Banyak orang yang menganggap
sedekah adalah perbuatan yang remeh. Maka tidak jarang kita temui banyak orang
yang enggan untuk bersedekah. Sebagian besar dari mereka mungkin belum memahami
tentang masalah sedekah sehingga menganggap sedekah adalah hal yang remeh dan
tidak memberi pengaruh positif bagi dirinya. Bukan hanya itu, banyak orang
beranggapan bahwa sedekah hanya akan mengurangi harta mereka, sehingga mereka
perlu berfikir berkali-kali ketika akan mengeluarkan sedekah. Sebagaimana yang
telah kita ketahui tentang permasalahan diatas. Oleh karena itu, penulis berkeinginan
untuk membahas masalah pengaruh sedekah bagi pemberi sedekah dalam makalah ini.
1.2. Rumusan Masalah
Apa pengaruh sedekah bagi pemberi sedekah?
1.3. Tujuan Penelitian
Untuk mengetahui pengaruh sedekah bagi pemberi
sedekah.
1.4. Manfaat Penelitian
a. Sebagai rujukan ilmu bagi penulis, serta penulis
berusaha untuk mengamalkan.
b. Sebagai sumbangan ilmu untuk hidayaturrahman tentang pengaruh
sedekah bagi orang yang bersedekah
c. Sebagai
dedikasi penulis bagi masyarakat, agar masyarakat dapat memahami tentang
pengaruh sedekah bagi orang yang bersedekah dan mengamalkan sedekah.
BAB II
PEMBAHASAN
2.1.
Definisi
Sedekah secara etimologi
didalam kamus al-Munawir Arab Indonesia,
halaman 770 berasal dari kata الصَّدَقَةُ yang berarti shodaqoh atau sedekah.

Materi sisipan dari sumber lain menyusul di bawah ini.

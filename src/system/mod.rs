pub(crate) mod logger;
pub(crate) mod summary_output;
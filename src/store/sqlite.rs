use std::path::{Path, PathBuf};

use async_trait::async_trait;
use chrono::DateTime;
use tokio_rusqlite::Connection;

use crate::batch::{Latency, StatusHistogram};
use crate::error::{AppError, AppResult, StoreError};

use super::{ResultRow, ResultStore, ScenarioMetadata};

const CREATE_TABLE: &str = "CREATE TABLE IF NOT EXISTS latency_results (
    id INTEGER PRIMARY KEY AUTOINCREMENT,
    endpoint TEXT NOT NULL,
    description TEXT NOT NULL,
    test_start_time TEXT NOT NULL,
    concurrent_requests INTEGER NOT NULL,
    latency_seconds REAL NOT NULL,
    status_200 INTEGER NOT NULL,
    status_500 INTEGER NOT NULL,
    status_503 INTEGER NOT NULL,
    status_504 INTEGER NOT NULL,
    status_other INTEGER NOT NULL,
    data_schema TEXT,
    num_rows INTEGER,
    data_type TEXT,
    output_format TEXT,
    restrict_rules INTEGER,
    manifest_record_type TEXT,
    asset_view TEXT
);
CREATE INDEX IF NOT EXISTS idx_latency_results_endpoint ON latency_results(endpoint);";

const INSERT_ROW: &str = "INSERT INTO latency_results (
    endpoint, description, test_start_time, concurrent_requests, latency_seconds,
    status_200, status_500, status_503, status_504, status_other,
    data_schema, num_rows, data_type, output_format, restrict_rules,
    manifest_record_type, asset_view
) VALUES (?1, ?2, ?3, ?4, ?5, ?6, ?7, ?8, ?9, ?10, ?11, ?12, ?13, ?14, ?15, ?16, ?17)";

const SELECT_ROWS: &str = "SELECT
    id, endpoint, description, test_start_time, concurrent_requests, latency_seconds,
    status_200, status_500, status_503, status_504, status_other,
    data_schema, num_rows, data_type, output_format, restrict_rules,
    manifest_record_type, asset_view
FROM latency_results ORDER BY id";

/// Results table in a local SQLite database.
pub struct SqliteStore {
    conn: Connection,
    path: PathBuf,
}

impl SqliteStore {
    /// Opens (or creates) the database and ensures the results table exists.
    ///
    /// # Errors
    ///
    /// Returns [`StoreError::Unavailable`] when the database cannot be opened
    /// or initialized.
    pub async fn open(path: &Path) -> AppResult<Self> {
        let conn = Connection::open(path)
            .await
            .map_err(|err| unavailable("open sqlite results db", err))?;
        conn.call(|conn| {
            conn.execute_batch(CREATE_TABLE)?;
            Ok(())
        })
        .await
        .map_err(|err| unavailable("initialize sqlite results db", err))?;
        Ok(Self {
            conn,
            path: path.to_path_buf(),
        })
    }
}

#[async_trait]
impl ResultStore for SqliteStore {
    async fn append(&self, row: &ResultRow) -> AppResult<()> {
        let row = row.clone();
        self.conn
            .call(move |conn| {
                let [ok, internal, unavailable_count, gateway, other] =
                    histogram_columns(&row.histogram);
                conn.execute(
                    INSERT_ROW,
                    rusqlite::params![
                        row.metadata.endpoint,
                        row.metadata.description,
                        row.started_at.to_rfc3339(),
                        clamp_i64(row.concurrency),
                        row.latency.as_secs_f64(),
                        ok,
                        internal,
                        unavailable_count,
                        gateway,
                        other,
                        row.metadata.data_schema,
                        row.metadata.num_rows.map(clamp_i64),
                        row.metadata.data_type,
                        row.metadata.output_format,
                        row.metadata.restrict_rules,
                        row.metadata.manifest_record_type,
                        row.metadata.asset_view,
                    ],
                )?;
                Ok(())
            })
            .await
            .map_err(|err| unavailable("append sqlite result row", err))
    }

    async fn rows(&self) -> AppResult<Vec<ResultRow>> {
        let stored = self
            .conn
            .call(|conn| {
                let mut stmt = conn.prepare(SELECT_ROWS)?;
                let rows = stmt
                    .query_map([], |row| {
                        Ok(StoredRow {
                            id: row.get(0)?,
                            endpoint: row.get(1)?,
                            description: row.get(2)?,
                            started_at: row.get(3)?,
                            concurrency: row.get(4)?,
                            latency_seconds: row.get(5)?,
                            counts: [
                                row.get(6)?,
                                row.get(7)?,
                                row.get(8)?,
                                row.get(9)?,
                                row.get(10)?,
                            ],
                            data_schema: row.get(11)?,
                            num_rows: row.get(12)?,
                            data_type: row.get(13)?,
                            output_format: row.get(14)?,
                            restrict_rules: row.get(15)?,
                            manifest_record_type: row.get(16)?,
                            asset_view: row.get(17)?,
                        })
                    })?
                    .collect::<Result<Vec<_>, rusqlite::Error>>()?;
                Ok(rows)
            })
            .await
            .map_err(|err| unavailable("read sqlite result rows", err))?;

        stored
            .into_iter()
            .map(|row| row.into_result_row(&self.path))
            .collect()
    }
}

struct StoredRow {
    id: i64,
    endpoint: String,
    description: String,
    started_at: String,
    concurrency: i64,
    latency_seconds: f64,
    counts: [i64; 5],
    data_schema: Option<String>,
    num_rows: Option<i64>,
    data_type: Option<String>,
    output_format: Option<String>,
    restrict_rules: Option<bool>,
    manifest_record_type: Option<String>,
    asset_view: Option<String>,
}

impl StoredRow {
    fn into_result_row(self, path: &Path) -> AppResult<ResultRow> {
        let line = usize::try_from(self.id).unwrap_or(usize::MAX);
        let malformed = |reason: String| {
            AppError::store(StoreError::MalformedRow {
                path: path.to_path_buf(),
                line,
                reason,
            })
        };
        let unsigned = |value: i64, column: &str| {
            u64::try_from(value)
                .map_err(|err| malformed(format!("{} is negative ({}): {}", column, value, err)))
        };

        let started_at = DateTime::parse_from_rfc3339(&self.started_at)
            .map_err(|err| malformed(format!("bad test_start_time: {}", err)))?;
        let latency = Latency::from_secs_f64(self.latency_seconds)
            .ok_or_else(|| malformed(format!("bad latency {}", self.latency_seconds)))?;
        let [ok, internal, unavailable_count, gateway, other] = self.counts;
        let histogram = StatusHistogram::from_counts(
            unsigned(ok, "status_200")?,
            unsigned(internal, "status_500")?,
            unsigned(unavailable_count, "status_503")?,
            unsigned(gateway, "status_504")?,
            unsigned(other, "status_other")?,
        );
        let num_rows = match self.num_rows {
            Some(value) => Some(unsigned(value, "num_rows")?),
            None => None,
        };

        Ok(ResultRow {
            metadata: ScenarioMetadata {
                endpoint: self.endpoint,
                description: self.description,
                data_schema: self.data_schema,
                num_rows,
                data_type: self.data_type,
                output_format: self.output_format,
                restrict_rules: self.restrict_rules,
                manifest_record_type: self.manifest_record_type,
                asset_view: self.asset_view,
            },
            started_at,
            concurrency: unsigned(self.concurrency, "concurrent_requests")?,
            latency,
            histogram,
        })
    }
}

fn histogram_columns(histogram: &StatusHistogram) -> [i64; 5] {
    crate::batch::StatusBucket::ALL.map(|bucket| clamp_i64(histogram.count(bucket)))
}

fn clamp_i64(value: u64) -> i64 {
    i64::try_from(value).unwrap_or(i64::MAX)
}

fn unavailable<E>(context: &'static str, err: E) -> AppError
where
    E: std::error::Error + Send + Sync + 'static,
{
    AppError::store(StoreError::Unavailable {
        context,
        source: Box::new(err),
    })
}
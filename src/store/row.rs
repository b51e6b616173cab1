use chrono::{DateTime, FixedOffset};
use serde::Serialize;

use crate::batch::{BatchResult, Latency, StatusHistogram};

/// Descriptive fields a scenario attaches to its measurement.
///
/// Optional fields left unset are stored as NULL, never as `""` or `0`. An
/// empty string given to a `with_*` builder counts as unset.
#[derive(Debug, Clone, Default, PartialEq, Eq, Serialize)]
pub struct ScenarioMetadata {
    pub endpoint: String,
    pub description: String,
    pub data_schema: Option<String>,
    pub num_rows: Option<u64>,
    pub data_type: Option<String>,
    pub output_format: Option<String>,
    pub restrict_rules: Option<bool>,
    pub manifest_record_type: Option<String>,
    pub asset_view: Option<String>,
}

impl ScenarioMetadata {
    #[must_use]
    pub fn new(endpoint: impl Into<String>, description: impl Into<String>) -> Self {
        Self {
            endpoint: endpoint.into(),
            description: description.into(),
            ..Self::default()
        }
    }

    #[must_use]
    pub fn with_data_schema(mut self, value: impl Into<String>) -> Self {
        self.data_schema = non_empty(value);
        self
    }

    #[must_use]
    pub const fn with_num_rows(mut self, value: u64) -> Self {
        self.num_rows = Some(value);
        self
    }

    #[must_use]
    pub fn with_data_type(mut self, value: impl Into<String>) -> Self {
        self.data_type = non_empty(value);
        self
    }

    #[must_use]
    pub fn with_output_format(mut self, value: impl Into<String>) -> Self {
        self.output_format = non_empty(value);
        self
    }

    #[must_use]
    pub const fn with_restrict_rules(mut self, value: bool) -> Self {
        self.restrict_rules = Some(value);
        self
    }

    #[must_use]
    pub fn with_manifest_record_type(mut self, value: impl Into<String>) -> Self {
        self.manifest_record_type = non_empty(value);
        self
    }

    #[must_use]
    pub fn with_asset_view(mut self, value: impl Into<String>) -> Self {
        self.asset_view = non_empty(value);
        self
    }
}

fn non_empty(value: impl Into<String>) -> Option<String> {
    Some(value.into()).filter(|text| !text.is_empty())
}

/// One persisted measurement: a batch plus its scenario metadata.
#[derive(Debug, Clone, PartialEq, Eq, Serialize)]
pub struct ResultRow {
    #[serde(flatten)]
    pub metadata: ScenarioMetadata,
    pub started_at: DateTime<FixedOffset>,
    pub concurrency: u64,
    pub latency: Latency,
    #[serde(flatten)]
    pub histogram: StatusHistogram,
}

impl ResultRow {
    #[must_use]
    pub fn from_batch(batch: &BatchResult, metadata: ScenarioMetadata) -> Self {
        Self {
            metadata,
            started_at: batch.started_at(),
            concurrency: u64::try_from(batch.concurrency().get()).unwrap_or(u64::MAX),
            latency: batch.elapsed(),
            histogram: *batch.histogram(),
        }
    }

    /// Start time in the `dd/mm/YYYY HH:MM:SS` form used on dashboards.
    #[must_use]
    pub fn display_start_time(&self) -> String {
        self.started_at.format("%d/%m/%Y %H:%M:%S").to_string()
    }
}
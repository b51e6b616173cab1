use clap::ArgMatches;
use clap::parser::ValueSource;

use crate::args::parsers::parse_base_url;
use crate::args::{OutputFormat, PositiveUsize, RunArgs, StoreArgs};
use crate::error::{AppError, AppResult, ConfigError};

use super::types::{ConfigFile, DurationValue};

/// Applies configuration values to `run` arguments. Values given explicitly
/// on the command line win.
///
/// # Errors
///
/// Returns an error when a config value is out of range or malformed.
pub fn apply_run_config(
    args: &mut RunArgs,
    matches: &ArgMatches,
    config: &ConfigFile,
) -> AppResult<()> {
    if !is_cli(matches, "suites")
        && let Some(suites) = config.suites.as_ref()
    {
        args.suites.clone_from(suites);
    }

    if !is_cli(matches, "concurrency")
        && let Some(concurrency) = config.concurrency
    {
        args.concurrency = ensure_positive_usize(concurrency, "concurrency")?;
    }

    if !is_cli(matches, "base_url")
        && let Some(base_url) = config.base_url.as_deref()
    {
        args.base_url = parse_base_url(base_url)
            .map_err(|err| AppError::config(ConfigError::InvalidBaseUrl { source: err }))?;
    }

    if !is_cli(matches, "manifest_dir")
        && let Some(dir) = config.manifest_dir.as_ref()
    {
        args.manifest_dir.clone_from(dir);
    }

    if !is_cli(matches, "timeout")
        && let Some(timeout) = config.timeout.as_ref()
    {
        args.timeout = Some(to_duration(timeout, "timeout")?);
    }

    if !is_cli(matches, "submit_pause")
        && let Some(pause) = config.submit_pause.as_ref()
    {
        args.submit_pause = to_duration(pause, "submit_pause")?;
    }

    if let Some(schemas) = config.schemas.as_ref() {
        args.schemas = schemas.clone();
    }

    apply_store_config(&mut args.store, &mut args.output, matches, config);
    Ok(())
}

/// Applies the `[store]` section and `output` key shared by `run` and `rows`.
pub fn apply_store_config(
    store: &mut StoreArgs,
    output: &mut OutputFormat,
    matches: &ArgMatches,
    config: &ConfigFile,
) {
    if !is_cli(matches, "output")
        && let Some(format) = config.output
    {
        *output = format;
    }

    let Some(section) = config.store.as_ref() else {
        return;
    };
    if !is_cli(matches, "store")
        && let Some(kind) = section.kind
    {
        store.store = kind;
    }
    if !is_cli(matches, "store_path")
        && let Some(path) = section.path.as_ref()
    {
        store.store_path = Some(path.clone());
    }
}

fn is_cli(matches: &ArgMatches, name: &str) -> bool {
    matches.value_source(name) == Some(ValueSource::CommandLine)
}

fn ensure_positive_usize(value: usize, field: &'static str) -> AppResult<PositiveUsize> {
    PositiveUsize::try_from(value).map_err(|err| {
        AppError::config(ConfigError::FieldMustBePositive { field, source: err })
    })
}

fn to_duration(value: &DurationValue, field: &'static str) -> AppResult<std::time::Duration> {
    value
        .to_duration()
        .map_err(|err| AppError::config(ConfigError::InvalidDuration { field, source: err }))
}
//! Latency and availability monitor for the schematic manifest API.
//!
//! Each scenario fires a batch of identical concurrent calls, times the
//! batch as a whole, buckets the response statuses, and appends one row per
//! batch to a results store (SQLite or CSV). The primary user-facing
//! interface is the `apimon` command-line application.
pub mod args;
pub mod batch;
pub mod config;
mod entry;
pub mod error;
pub mod http;
pub mod scenarios;
pub mod store;
pub mod system;

pub use entry::run;
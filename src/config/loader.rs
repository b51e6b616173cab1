use std::path::{Path, PathBuf};

use crate::error::{AppError, AppResult, ConfigError};

use super::types::ConfigFile;

/// Config filenames checked in the working directory when `--config` is absent.
const DEFAULT_CONFIG_FILES: [&str; 2] = ["apimon.toml", "apimon.json"];

/// Loads a configuration file from the provided path or default locations.
///
/// # Errors
///
/// Returns an error when the config file cannot be read or parsed.
pub fn load_config(path: Option<&str>) -> AppResult<Option<ConfigFile>> {
    if let Some(explicit) = path {
        let explicit_path = PathBuf::from(explicit);
        return Ok(Some(load_config_file(&explicit_path)?));
    }

    for candidate in DEFAULT_CONFIG_FILES {
        let candidate_path = Path::new(candidate);
        if candidate_path.exists() {
            return Ok(Some(load_config_file(candidate_path)?));
        }
    }

    Ok(None)
}

pub(crate) fn load_config_file(path: &Path) -> AppResult<ConfigFile> {
    let content = std::fs::read_to_string(path).map_err(|err| {
        AppError::config(ConfigError::ReadConfig {
            path: path.to_path_buf(),
            source: err,
        })
    })?;
    match path.extension().and_then(|ext| ext.to_str()) {
        Some("toml") => toml::from_str(&content).map_err(|err| {
            AppError::config(ConfigError::ParseToml {
                path: path.to_path_buf(),
                source: err,
            })
        }),
        Some("json") => serde_json::from_str(&content).map_err(|err| {
            AppError::config(ConfigError::ParseJson {
                path: path.to_path_buf(),
                source: err,
            })
        }),
        Some(ext) => Err(AppError::config(ConfigError::UnsupportedExtension {
            ext: ext.to_owned(),
        })),
        None => Err(AppError::config(ConfigError::MissingExtension)),
    }
}
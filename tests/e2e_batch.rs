mod support;

use std::future::Future;
use std::net::TcpListener;
use std::sync::Arc;

use apimon::args::PositiveUsize;
use apimon::batch::{BatchRunner, StatusBucket};
use apimon::http::{BearerToken, MANIFEST_FIELD, ReqwestDispatcher, RequestSpec, build_client};
use tempfile::tempdir;

use support::spawn_http_server_or_skip;

fn run_async_test<F>(future: F) -> Result<(), String>
where
    F: Future<Output = Result<(), String>>,
{
    let runtime = tokio::runtime::Builder::new_multi_thread()
        .worker_threads(4)
        .enable_all()
        .build()
        .map_err(|err| format!("Failed to build runtime: {}", err))?;
    runtime.block_on(future)
}

fn runner() -> Result<BatchRunner, String> {
    let client = build_client(None).map_err(|err| format!("client: {}", err))?;
    Ok(BatchRunner::new(Arc::new(ReqwestDispatcher::new(client))))
}

fn concurrency(value: usize) -> Result<PositiveUsize, String> {
    PositiveUsize::try_from(value).map_err(|err| format!("concurrency: {}", err))
}

#[test]
fn e2e_batch_buckets_real_statuses() -> Result<(), String> {
    let Some((url, server)) = spawn_http_server_or_skip(&[200, 500, 503, 504, 429, 200])? else {
        return Ok(());
    };
    run_async_test(async move {
        let spec = Arc::new(RequestSpec::get(format!("{}/v1/storage/assets/tables", url)));
        let result = runner()?
            .run_batch(&spec, concurrency(6)?)
            .await
            .map_err(|err| format!("batch failed: {}", err))?;

        let histogram = result.histogram();
        let expected = [
            (StatusBucket::Ok, 2),
            (StatusBucket::InternalServerError, 1),
            (StatusBucket::ServiceUnavailable, 1),
            (StatusBucket::GatewayTimeout, 1),
            (StatusBucket::Other, 1),
        ];
        for (bucket, count) in expected {
            if histogram.count(bucket) != count {
                return Err(format!(
                    "bucket {} expected {}, got {}",
                    bucket.label(),
                    count,
                    histogram.count(bucket)
                ));
            }
        }
        let requests = server.requests()?;
        if requests.len() != 6 {
            return Err(format!("server saw {} requests", requests.len()));
        }
        Ok(())
    })
}

#[test]
fn e2e_manifest_upload_is_multipart_with_query_and_token() -> Result<(), String> {
    let Some((url, server)) = spawn_http_server_or_skip(&[200])? else {
        return Ok(());
    };
    let dir = tempdir().map_err(|err| format!("tempdir failed: {}", err))?;
    let manifest = dir.path().join("synapse_storage_manifest_patient.csv");
    std::fs::write(&manifest, "Patient ID,Sex\nP1,Female\n")
        .map_err(|err| format!("write manifest failed: {}", err))?;

    run_async_test(async move {
        let token = BearerToken::new("e2e-token").map_err(|err| format!("token: {}", err))?;
        let spec = Arc::new(
            RequestSpec::post_manifest(format!("{}/v1/model/validate", url), &manifest)
                .with_param("data_type", "Patient")
                .with_param("restrict_rules", false)
                .with_bearer(Some(token)),
        );
        runner()?
            .run_batch(&spec, concurrency(1)?)
            .await
            .map_err(|err| format!("batch failed: {}", err))?;

        let requests = server.requests()?;
        let request = requests.first().ok_or("no request captured")?;
        let line = request.request_line();
        if !line.starts_with("POST /v1/model/validate?") {
            return Err(format!("unexpected request line: {}", line));
        }
        if !line.contains("data_type=Patient") || !line.contains("restrict_rules=False") {
            return Err(format!("query params missing: {}", line));
        }
        if request.header("authorization") != Some("Bearer e2e-token") {
            return Err(format!("missing bearer header: {}", request.head));
        }
        let content_type = request.header("content-type").unwrap_or_default();
        if !content_type.starts_with("multipart/form-data") {
            return Err(format!("unexpected content type: {}", content_type));
        }
        let body = request.body_text();
        if !body.contains(&format!("name=\"{}\"", MANIFEST_FIELD)) {
            return Err(format!("manifest part missing: {}", body));
        }
        if !body.contains("filename=\"synapse_storage_manifest_patient.csv\"")
            || !body.contains("P1,Female")
        {
            return Err(format!("manifest content missing: {}", body));
        }
        Ok(())
    })
}

#[test]
fn e2e_list_params_repeat_the_key() -> Result<(), String> {
    let Some((url, server)) = spawn_http_server_or_skip(&[200])? else {
        return Ok(());
    };
    run_async_test(async move {
        let spec = Arc::new(
            RequestSpec::get(format!("{}/v1/storage/dataset/files", url))
                .with_param("file_names", vec!["a.csv".to_owned(), "b.csv".to_owned()]),
        );
        runner()?
            .run_batch(&spec, concurrency(1)?)
            .await
            .map_err(|err| format!("batch failed: {}", err))?;

        let requests = server.requests()?;
        let line = requests.first().ok_or("no request captured")?.request_line();
        if !line.contains("file_names=a.csv&file_names=b.csv") {
            return Err(format!("list not repeated: {}", line));
        }
        Ok(())
    })
}

#[test]
fn e2e_refused_connection_fails_the_batch() -> Result<(), String> {
    let port = {
        let listener = match TcpListener::bind("127.0.0.1:0") {
            Ok(listener) => listener,
            Err(err) if err.kind() == std::io::ErrorKind::PermissionDenied => return Ok(()),
            Err(err) => return Err(format!("bind failed: {}", err)),
        };
        listener
            .local_addr()
            .map_err(|err| format!("addr failed: {}", err))?
            .port()
    };
    run_async_test(async move {
        let spec = Arc::new(RequestSpec::get(format!("http://127.0.0.1:{}/v1", port)));
        match runner()?.run_batch(&spec, concurrency(3)?).await {
            Err(err) if err.is_transport() => Ok(()),
            Err(err) => Err(format!("expected transport error, got {}", err)),
            Ok(result) => Err(format!("expected failure, got {:?}", result)),
        }
    })
}
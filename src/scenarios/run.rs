use std::time::Duration;

use tokio::task::JoinSet;
use tracing::{error, info};

use crate::args::PositiveUsize;
use crate::batch::BatchRunner;
use crate::error::{AppError, AppResult};
use crate::store::{Recorder, ResultRow};

use super::{Scenario, Suite};

/// A scenario whose batch or row write failed; its measurement is lost.
#[derive(Debug)]
pub struct ScenarioFailure {
    pub suite: Suite,
    pub scenario: &'static str,
    pub error: AppError,
}

/// Outcome of one suite: rows recorded in run order plus the failures.
#[derive(Debug)]
pub struct SuiteReport {
    pub suite: Suite,
    pub rows: Vec<ResultRow>,
    pub failures: Vec<ScenarioFailure>,
}

/// Runs suites against one dispatcher and one results store.
#[derive(Clone)]
pub struct Monitor {
    runner: BatchRunner,
    recorder: Recorder,
    concurrency: PositiveUsize,
}

impl Monitor {
    #[must_use]
    pub const fn new(runner: BatchRunner, recorder: Recorder, concurrency: PositiveUsize) -> Self {
        Self {
            runner,
            recorder,
            concurrency,
        }
    }

    /// Runs the scenarios of one suite strictly in order.
    ///
    /// A failed scenario is logged and reported; the rest of the suite still
    /// runs.
    pub async fn run_suite(&self, suite: Suite, scenarios: Vec<Scenario>) -> SuiteReport {
        info!(suite = suite.as_str(), scenarios = scenarios.len(), "Monitoring suite");
        let mut report = SuiteReport {
            suite,
            rows: Vec::with_capacity(scenarios.len()),
            failures: Vec::new(),
        };

        for scenario in scenarios {
            match self.run_scenario(&scenario).await {
                Ok(row) => report.rows.push(row),
                Err(err) => {
                    error!(
                        suite = suite.as_str(),
                        scenario = scenario.name,
                        "Scenario failed: {}",
                        err
                    );
                    report.failures.push(ScenarioFailure {
                        suite,
                        scenario: scenario.name,
                        error: err,
                    });
                }
            }
            if let Some(pause) = scenario.pause_after {
                pause_between(pause).await;
            }
        }
        report
    }

    async fn run_scenario(&self, scenario: &Scenario) -> AppResult<ResultRow> {
        let batch = self
            .runner
            .run_batch(&scenario.spec, self.concurrency)
            .await?;
        self.recorder
            .record(&batch, scenario.metadata.clone())
            .await
    }

    /// Runs every suite as its own task; scenarios inside a suite stay
    /// sequential. Reports come back in the order the suites were given.
    ///
    /// # Errors
    ///
    /// Returns [`AppError::Join`] when a suite task panics.
    pub async fn run_suites(&self, plan: Vec<(Suite, Vec<Scenario>)>) -> AppResult<Vec<SuiteReport>> {
        let order: Vec<Suite> = plan.iter().map(|(suite, _)| *suite).collect();
        let mut tasks = JoinSet::new();
        for (suite, scenarios) in plan {
            let monitor = self.clone();
            tasks.spawn(async move { monitor.run_suite(suite, scenarios).await });
        }

        let mut reports = Vec::with_capacity(order.len());
        while let Some(joined) = tasks.join_next().await {
            match joined {
                Ok(report) => reports.push(report),
                Err(err) => {
                    tasks.abort_all();
                    return Err(AppError::from(err));
                }
            }
        }
        reports.sort_by_key(|report| {
            order
                .iter()
                .position(|suite| *suite == report.suite)
                .unwrap_or(usize::MAX)
        });
        Ok(reports)
    }
}

async fn pause_between(pause: Duration) {
    if !pause.is_zero() {
        tokio::time::sleep(pause).await;
    }
}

Sesungguhnya, sedekah yang diterima dan disunnahkan tidak hanya terbatas pada
sedekah harta saja, tetapi sedekah itu luas. Cakupan sedekah begitu luas hingga
mencakup hampir seluruh aspek agama.
Shalat adalah sedekah seorang
hamba untuk dirinya, demikian pula puasa, haji, amar ma’ruf nahi munkar, jihad, bertasbih, tahmid, takbir, tahlil,
menyingkirkan duri dari jalan dan hal-hal lainnya. Semua itu adalah sedekah
seorang hamba untuk dirinya. Sebagaimana Rasulullah bersabda :
عَنْ
النَّبِيِّ صَلَّى اللَّهُ عَلَيْهِ وَسَلَّمَ أَنَّهُ قَالَ يُصْبِحُ عَلَى كُلِّ
سُلَامَى مِنْ أَحَدِكُمْ صَدَقَةٌ فَكُلُّ تَسْبِيحَةٍ صَدَقَةٌ وَكُلُّ
تَحْمِيدَةٍ صَدَقَةٌ وَكُلُّ تَهْلِيلَةٍ صَدَقَةٌ وَكُلُّ تَكْبِيرَةٍ صَدَقَةٌ
وَأَمْرٌ بِالْمَعْرُوفِ صَدَقَةٌ وَنَهْيٌ عَنْ الْمُنْكَرِ صَدَقَةٌ وَيُجْزِئُ
مِنْ ذَلِكَ رَكْعَتَانِ يَرْكَعُهُمَا مِنْ الضُّحَى
Nabi shollallahu ’alaih wa sallam bersabda:
“Hendaklah masing-masing kamu bersedekah untuk setiap ruas tulang badanmu pada
setiap pagi, maka setiap tasbih adalah sedekah, setiap
tahmid adalah sedekah, setiap takbir adalah sedekah, amal ma’ruf adalah
sedekah, nahi munkar adalah sedekah, dan semua itu dapat digantikan dengan dua
rakaat shalat dhuha yang ia dirikan.” (HR. Muslim)
Hadits
diatas menjelaskan bahwa tasbih, tahmid, dan tahlil adalah sedekah seorang
hamba untuk dirinya sendiri. Hadits
diatas berbeda dengan hadits yang diriwayatkan oleh Anas ra berkata, “ Aku
bertanya kepada Rasulullah tentang apa yang bisa menyelamatkan seorang hamba
dari siksa neraka?” Rasulullah bersabda:
الإِيْمَانُ بِاللهِ))))
“Iman kepada Allah.”
((أنْ تَرْضَخَ مِمَّا خَوَّلَكَ اللهُ مِمَّا رَزَقَكَ الله))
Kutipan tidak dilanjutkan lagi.